* _TASK DESCRIPTION_:
For the material below, return exactly the lines starting at the line containing "pub fn validate(&self)" and ending at the line containing "let mut ground", both ends included, and no others.

══ DATA TO USE ══

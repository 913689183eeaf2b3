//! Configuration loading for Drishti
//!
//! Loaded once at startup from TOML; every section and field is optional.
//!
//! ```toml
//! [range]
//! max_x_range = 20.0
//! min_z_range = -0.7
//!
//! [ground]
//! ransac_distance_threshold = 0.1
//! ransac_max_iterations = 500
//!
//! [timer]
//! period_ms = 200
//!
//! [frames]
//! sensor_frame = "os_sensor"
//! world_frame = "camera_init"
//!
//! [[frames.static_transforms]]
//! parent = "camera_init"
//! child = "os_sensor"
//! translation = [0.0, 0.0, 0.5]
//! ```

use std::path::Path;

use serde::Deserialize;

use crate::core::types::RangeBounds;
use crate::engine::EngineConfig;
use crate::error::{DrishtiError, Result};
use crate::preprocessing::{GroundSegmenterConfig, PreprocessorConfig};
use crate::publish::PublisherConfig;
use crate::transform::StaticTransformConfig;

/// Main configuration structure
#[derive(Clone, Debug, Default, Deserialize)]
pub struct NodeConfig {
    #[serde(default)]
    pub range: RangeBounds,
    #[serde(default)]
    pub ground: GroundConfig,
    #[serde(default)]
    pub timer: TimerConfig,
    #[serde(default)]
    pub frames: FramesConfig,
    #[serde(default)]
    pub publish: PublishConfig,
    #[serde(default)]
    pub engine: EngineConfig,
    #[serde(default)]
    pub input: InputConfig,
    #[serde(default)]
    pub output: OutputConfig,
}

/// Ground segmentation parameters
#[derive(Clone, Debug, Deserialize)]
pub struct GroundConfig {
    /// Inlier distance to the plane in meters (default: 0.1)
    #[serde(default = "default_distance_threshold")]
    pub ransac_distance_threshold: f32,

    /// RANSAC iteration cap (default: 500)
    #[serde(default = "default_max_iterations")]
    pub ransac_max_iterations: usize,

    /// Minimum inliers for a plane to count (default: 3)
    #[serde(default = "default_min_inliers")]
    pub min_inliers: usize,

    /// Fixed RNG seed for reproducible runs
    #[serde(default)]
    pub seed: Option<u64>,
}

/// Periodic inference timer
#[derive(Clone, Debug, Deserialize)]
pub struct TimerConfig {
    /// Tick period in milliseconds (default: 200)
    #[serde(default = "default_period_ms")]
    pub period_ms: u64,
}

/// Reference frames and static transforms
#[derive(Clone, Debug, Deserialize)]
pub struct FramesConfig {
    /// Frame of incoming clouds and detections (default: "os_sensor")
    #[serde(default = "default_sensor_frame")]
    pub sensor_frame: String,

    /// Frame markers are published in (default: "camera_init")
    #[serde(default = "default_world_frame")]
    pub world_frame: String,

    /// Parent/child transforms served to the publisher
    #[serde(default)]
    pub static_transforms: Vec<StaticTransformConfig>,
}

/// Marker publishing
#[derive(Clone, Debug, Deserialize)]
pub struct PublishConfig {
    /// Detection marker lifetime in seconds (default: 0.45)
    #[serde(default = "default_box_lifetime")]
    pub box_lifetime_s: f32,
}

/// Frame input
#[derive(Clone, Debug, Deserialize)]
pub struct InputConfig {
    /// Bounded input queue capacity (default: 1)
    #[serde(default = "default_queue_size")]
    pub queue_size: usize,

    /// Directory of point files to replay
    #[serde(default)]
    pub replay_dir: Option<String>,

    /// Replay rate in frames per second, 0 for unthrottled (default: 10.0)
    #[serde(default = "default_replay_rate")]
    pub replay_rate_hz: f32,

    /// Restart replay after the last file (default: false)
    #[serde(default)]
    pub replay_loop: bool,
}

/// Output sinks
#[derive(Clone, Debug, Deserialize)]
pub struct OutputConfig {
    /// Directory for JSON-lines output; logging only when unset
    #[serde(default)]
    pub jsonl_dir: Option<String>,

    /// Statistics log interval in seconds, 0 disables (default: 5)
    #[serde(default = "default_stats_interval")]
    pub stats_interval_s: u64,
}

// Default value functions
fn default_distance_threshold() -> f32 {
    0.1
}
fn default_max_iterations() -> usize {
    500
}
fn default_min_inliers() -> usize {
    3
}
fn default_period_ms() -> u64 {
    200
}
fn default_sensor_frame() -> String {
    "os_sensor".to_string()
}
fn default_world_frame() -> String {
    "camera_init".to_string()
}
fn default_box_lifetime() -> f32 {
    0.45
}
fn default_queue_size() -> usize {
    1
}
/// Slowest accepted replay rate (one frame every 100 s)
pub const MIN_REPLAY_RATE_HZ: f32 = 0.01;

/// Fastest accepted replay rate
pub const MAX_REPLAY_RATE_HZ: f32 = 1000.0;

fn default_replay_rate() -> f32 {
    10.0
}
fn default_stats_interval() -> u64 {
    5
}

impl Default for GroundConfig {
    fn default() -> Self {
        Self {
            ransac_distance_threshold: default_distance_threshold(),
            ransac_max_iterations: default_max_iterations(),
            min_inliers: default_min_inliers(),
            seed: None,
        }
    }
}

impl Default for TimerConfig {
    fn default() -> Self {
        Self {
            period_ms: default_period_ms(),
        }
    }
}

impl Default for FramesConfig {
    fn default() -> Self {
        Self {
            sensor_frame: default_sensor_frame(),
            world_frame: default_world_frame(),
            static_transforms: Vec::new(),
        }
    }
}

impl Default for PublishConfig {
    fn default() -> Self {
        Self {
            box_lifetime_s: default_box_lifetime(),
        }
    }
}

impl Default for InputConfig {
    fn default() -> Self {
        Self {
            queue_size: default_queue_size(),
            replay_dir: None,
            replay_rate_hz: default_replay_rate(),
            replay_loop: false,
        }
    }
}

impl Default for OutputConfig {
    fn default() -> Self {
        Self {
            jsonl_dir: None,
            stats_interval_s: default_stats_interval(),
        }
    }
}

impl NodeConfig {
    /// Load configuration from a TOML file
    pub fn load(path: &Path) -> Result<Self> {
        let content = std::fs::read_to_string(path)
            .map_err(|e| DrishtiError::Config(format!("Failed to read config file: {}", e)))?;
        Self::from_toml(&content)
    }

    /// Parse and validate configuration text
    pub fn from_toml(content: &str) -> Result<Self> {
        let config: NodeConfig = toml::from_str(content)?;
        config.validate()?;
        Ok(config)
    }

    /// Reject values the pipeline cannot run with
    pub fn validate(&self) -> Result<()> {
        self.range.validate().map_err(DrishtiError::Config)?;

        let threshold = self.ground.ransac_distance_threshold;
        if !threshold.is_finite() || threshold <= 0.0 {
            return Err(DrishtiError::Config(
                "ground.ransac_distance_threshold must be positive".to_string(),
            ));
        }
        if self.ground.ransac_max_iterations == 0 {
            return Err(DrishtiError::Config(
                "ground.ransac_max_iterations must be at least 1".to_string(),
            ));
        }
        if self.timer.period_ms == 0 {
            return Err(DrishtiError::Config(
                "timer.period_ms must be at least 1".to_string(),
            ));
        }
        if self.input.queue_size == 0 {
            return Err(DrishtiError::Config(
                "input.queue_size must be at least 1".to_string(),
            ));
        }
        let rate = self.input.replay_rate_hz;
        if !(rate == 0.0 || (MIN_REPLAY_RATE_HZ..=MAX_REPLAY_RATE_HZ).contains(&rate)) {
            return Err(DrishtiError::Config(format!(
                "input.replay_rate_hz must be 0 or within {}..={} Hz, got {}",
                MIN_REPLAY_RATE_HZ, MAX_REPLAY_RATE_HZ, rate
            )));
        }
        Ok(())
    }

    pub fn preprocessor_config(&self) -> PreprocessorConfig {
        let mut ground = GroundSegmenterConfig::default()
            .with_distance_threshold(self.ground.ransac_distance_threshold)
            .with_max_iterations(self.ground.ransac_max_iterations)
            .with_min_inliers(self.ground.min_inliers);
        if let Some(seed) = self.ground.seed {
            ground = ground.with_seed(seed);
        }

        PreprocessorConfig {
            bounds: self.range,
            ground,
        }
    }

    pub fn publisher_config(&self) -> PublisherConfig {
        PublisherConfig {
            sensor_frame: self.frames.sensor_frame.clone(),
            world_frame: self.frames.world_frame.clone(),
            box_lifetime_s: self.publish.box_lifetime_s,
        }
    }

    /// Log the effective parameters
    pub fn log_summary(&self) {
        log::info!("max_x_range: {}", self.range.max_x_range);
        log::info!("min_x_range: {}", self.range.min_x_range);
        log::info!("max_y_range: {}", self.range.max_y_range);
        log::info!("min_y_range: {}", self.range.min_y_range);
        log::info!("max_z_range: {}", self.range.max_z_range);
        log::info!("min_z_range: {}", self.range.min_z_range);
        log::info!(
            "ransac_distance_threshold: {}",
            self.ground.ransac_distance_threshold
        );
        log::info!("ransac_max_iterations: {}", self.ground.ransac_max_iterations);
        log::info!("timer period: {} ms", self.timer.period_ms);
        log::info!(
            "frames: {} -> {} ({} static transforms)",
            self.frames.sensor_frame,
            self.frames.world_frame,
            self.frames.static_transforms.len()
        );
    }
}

═══

* _RESPONSE AREA_:
    pub fn validate(&self) -> Result<()> {
        self.range.validate().map_err(DrishtiError::Config)?;

        let threshold = self.ground.ransac_distance_threshold;
        if !threshold.is_finite() || threshold <= 0.0 {
            return Err(DrishtiError::Config(
                "ground.ransac_distance_threshold must be positive".to_string(),
            ));
        }
        if self.ground.ransac_max_iterations == 0 {
            return Err(DrishtiError::Config(
                "ground.ransac_max_iterations must be at least 1".to_string(),
            ));
        }
        if self.timer.period_ms == 0 {
            return Err(DrishtiError::Config(
                "timer.period_ms must be at least 1".to_string(),
            ));
        }
        if self.input.queue_size == 0 {
            return Err(DrishtiError::Config(
                "input.queue_size must be at least 1".to_string(),
            ));
        }
        let rate = self.input.replay_rate_hz;
        if !(rate == 0.0 || (MIN_REPLAY_RATE_HZ..=MAX_REPLAY_RATE_HZ).contains(&rate)) {
            return Err(DrishtiError::Config(format!(
                "input.replay_rate_hz must be 0 or within {}..={} Hz, got {}",
                MIN_REPLAY_RATE_HZ, MAX_REPLAY_RATE_HZ, rate
            )));
        }
        Ok(())
    }

    pub fn preprocessor_config(&self) -> PreprocessorConfig {
        let mut ground = GroundSegmenterConfig::default()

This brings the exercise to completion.